YOUR TASK
Below are some records. Copy every line in them that holds "strike".
*** MATERIAL FOR THIS TASK Section Begins ***
//! Operator notifications: a fan-out hub plus console and Discord backends.
//!
//! Delivery is fire-and-forget. Each backend is bounded by a timeout and a
//! failing backend is logged, never surfaced to the engine.

use std::collections::BTreeMap;
use std::sync::Arc;
use std::time::Duration;

use async_trait::async_trait;
use chrono::Utc;
use reqwest::Client;
use rust_decimal::Decimal;
use serde_json::json;
use tracing::{debug, error, info, warn};
use wheel_trade_core::{
    Collaborator, Notification, NotificationLevel, Notifier, NotificationsConfig, OptionRight,
    WheelError, WheelResult,
};

use crate::bounded::bounded;
use crate::store::StoreSummary;

/// Writes notifications to the process log.
pub struct ConsoleNotifier {
    min_level: NotificationLevel,
}

impl ConsoleNotifier {
    #[must_use]
    pub fn new(min_level: NotificationLevel) -> Self {
        Self { min_level }
    }
}

#[async_trait]
impl Notifier for ConsoleNotifier {
    async fn send(&self, n: &Notification) -> WheelResult<()> {
        if n.level < self.min_level {
            return Ok(());
        }
        let title = n.title.as_deref().unwrap_or("");
        let details = if n.data.is_empty() {
            String::new()
        } else {
            format!("{:?}", n.data)
        };
        match n.level {
            NotificationLevel::Debug => debug!(title, %details, "{}", n.message),
            NotificationLevel::Info => info!(title, %details, "{}", n.message),
            NotificationLevel::Warning => warn!(title, %details, "{}", n.message),
            NotificationLevel::Error | NotificationLevel::Critical => {
                error!(title, %details, level = %n.level, "{}", n.message);
            }
        }
        Ok(())
    }

    fn name(&self) -> &str {
        "console"
    }
}

/// Posts notifications as embeds to a Discord webhook.
pub struct DiscordNotifier {
    webhook_url: String,
    http: Client,
}

impl DiscordNotifier {
    /// # Errors
    ///
    /// Returns a configuration error if the HTTP client cannot be built.
    pub fn new(webhook_url: impl Into<String>, timeout: Duration) -> WheelResult<Self> {
        let http = Client::builder()
            .timeout(timeout)
            .build()
            .map_err(|e| WheelError::config(format!("failed to build HTTP client: {e}")))?;
        Ok(Self {
            webhook_url: webhook_url.into(),
            http,
        })
    }

    const fn colour(level: NotificationLevel) -> u32 {
        match level {
            NotificationLevel::Debug => 0x0080_8080,
            NotificationLevel::Info => 0x0034_98DB,
            NotificationLevel::Warning => 0x00F3_9C12,
            NotificationLevel::Error => 0x00E7_4C3C,
            NotificationLevel::Critical => 0x008E_44AD,
        }
    }

    fn embed(n: &Notification) -> serde_json::Value {
        let fields: Vec<_> = n
            .data
            .iter()
            .map(|(k, v)| json!({ "name": k, "value": v, "inline": true }))
            .collect();
        json!({
            "embeds": [{
                "title": n.title.as_deref().unwrap_or("Wheel Automation"),
                "description": n.message,
                "color": Self::colour(n.level),
                "timestamp": n.timestamp.to_rfc3339(),
                "fields": fields,
                "footer": { "text": "wheel-trade" }
            }]
        })
    }
}

#[async_trait]
impl Notifier for DiscordNotifier {
    async fn send(&self, n: &Notification) -> WheelResult<()> {
        let response = self
            .http
            .post(&self.webhook_url)
            .json(&Self::embed(n))
            .send()
            .await
            // the webhook URL is a credential; keep it out of the message
            .map_err(|e| WheelError::notifier(e.without_url().to_string()))?;

        let status = response.status();
        if status.is_success() {
            Ok(())
        } else {
            Err(WheelError::notifier(format!("discord webhook returned {status}")))
        }
    }

    fn name(&self) -> &str {
        "discord"
    }
}

/// Fans each notification out to every configured backend.
pub struct NotificationHub {
    backends: Vec<Arc<dyn Notifier>>,
    timeout: Duration,
}

fn money(value: Decimal) -> String {
    format!("${:.2}", value)
}

impl NotificationHub {
    #[must_use]
    pub fn new(timeout: Duration) -> Self {
        Self {
            backends: Vec::new(),
            timeout,
        }
    }

    #[must_use]
    pub fn with_backend(mut self, backend: Arc<dyn Notifier>) -> Self {
        info!(backend = backend.name(), "notification backend added");
        self.backends.push(backend);
        self
    }

    /// Builds the hub from settings.
    ///
    /// # Errors
    ///
    /// Returns a configuration error if a backend cannot be constructed.
    pub fn from_config(cfg: &NotificationsConfig, timeout: Duration) -> WheelResult<Self> {
        let mut hub = Self::new(timeout);
        if cfg.console.enabled {
            hub = hub.with_backend(Arc::new(ConsoleNotifier::new(cfg.console.level)));
        }
        if cfg.discord.enabled {
            let url = cfg
                .discord
                .webhook_url
                .as_deref()
                .ok_or_else(|| WheelError::config("notifications.discord.webhook_url is not set"))?;
            hub = hub.with_backend(Arc::new(DiscordNotifier::new(url, timeout)?));
        }
        Ok(hub)
    }

    #[must_use]
    pub fn backend_count(&self) -> usize {
        self.backends.len()
    }

    /// Sends to every backend. Returns how many accepted it.
    pub async fn notify(
        &self,
        message: impl Into<String>,
        level: NotificationLevel,
        title: Option<String>,
        data: BTreeMap<String, String>,
    ) -> usize {
        let notification = Notification {
            message: message.into(),
            level,
            title,
            data,
            timestamp: Utc::now(),
        };

        let mut delivered = 0;
        for backend in &self.backends {
            match bounded(Collaborator::Notifier, self.timeout, backend.send(&notification)).await {
                Ok(()) => delivered += 1,
                Err(e) => warn!(backend = backend.name(), error = %e, "notification failed"),
            }
        }
        delivered
    }

    pub async fn trade_alert(&self, action: &str, symbol: &str, details: BTreeMap<String, String>) -> usize {
        self.notify(
            format!("Executed {action} on {symbol}"),
            NotificationLevel::Info,
            Some(format!("Trade: {action} {symbol}")),
            details,
        )
        .await
    }

    pub async fn assignment_alert(
        &self,
        symbol: &str,
        right: OptionRight,
        strike: Decimal,
        shares: i64,
    ) -> usize {
        let (title, message) = match right {
            OptionRight::Put => (
                format!("Assignment: {symbol} Put"),
                format!("Put assigned, acquired {shares} shares at {}", money(strike)),
            ),
            OptionRight::Call => (
                format!("Called Away: {symbol}"),
                format!("Call assigned, sold {shares} shares at {}", money(strike)),
            ),
        };
        let data = BTreeMap::from([
            ("Symbol".to_string(), symbol.to_string()),
            ("Type".to_string(), right.to_string().to_uppercase()),
            ("Strike".to_string(), money(strike)),
            ("Shares".to_string(), shares.to_string()),
        ]);
        self.notify(message, NotificationLevel::Warning, Some(title), data).await
    }

    /// Error alert. `context` should name the symbol and state only.
    pub async fn error_alert(&self, error: &str, context: BTreeMap<String, String>) -> usize {
        self.notify(
            error,
            NotificationLevel::Error,
            Some("Wheel Automation Error".to_string()),
            context,
        )
        .await
    }

    pub async fn daily_summary(&self, summary: &StoreSummary) -> usize {
        let mut data = BTreeMap::from([
            ("Active Positions".to_string(), summary.active_positions.to_string()),
            ("Total Premium".to_string(), money(summary.total_premium)),
            ("Cycles Completed".to_string(), summary.total_cycles.to_string()),
        ]);
        for (state, count) in &summary.by_state {
            data.insert(state.to_string(), count.to_string());
        }
        self.notify(
            format!(
                "{} active positions, {} total premium collected",
                summary.active_positions,
                money(summary.total_premium)
            ),
            NotificationLevel::Info,
            Some("Daily Wheel Summary".to_string()),
            data,
        )
        .await
    }
}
*** MATERIAL FOR THIS TASK Section Ends ***
RESPONSE AREA
        strike: Decimal,
                format!("Put assigned, acquired {shares} shares at {}", money(strike)),
                format!("Call assigned, sold {shares} shares at {}", money(strike)),
            ("Strike".to_string(), money(strike)),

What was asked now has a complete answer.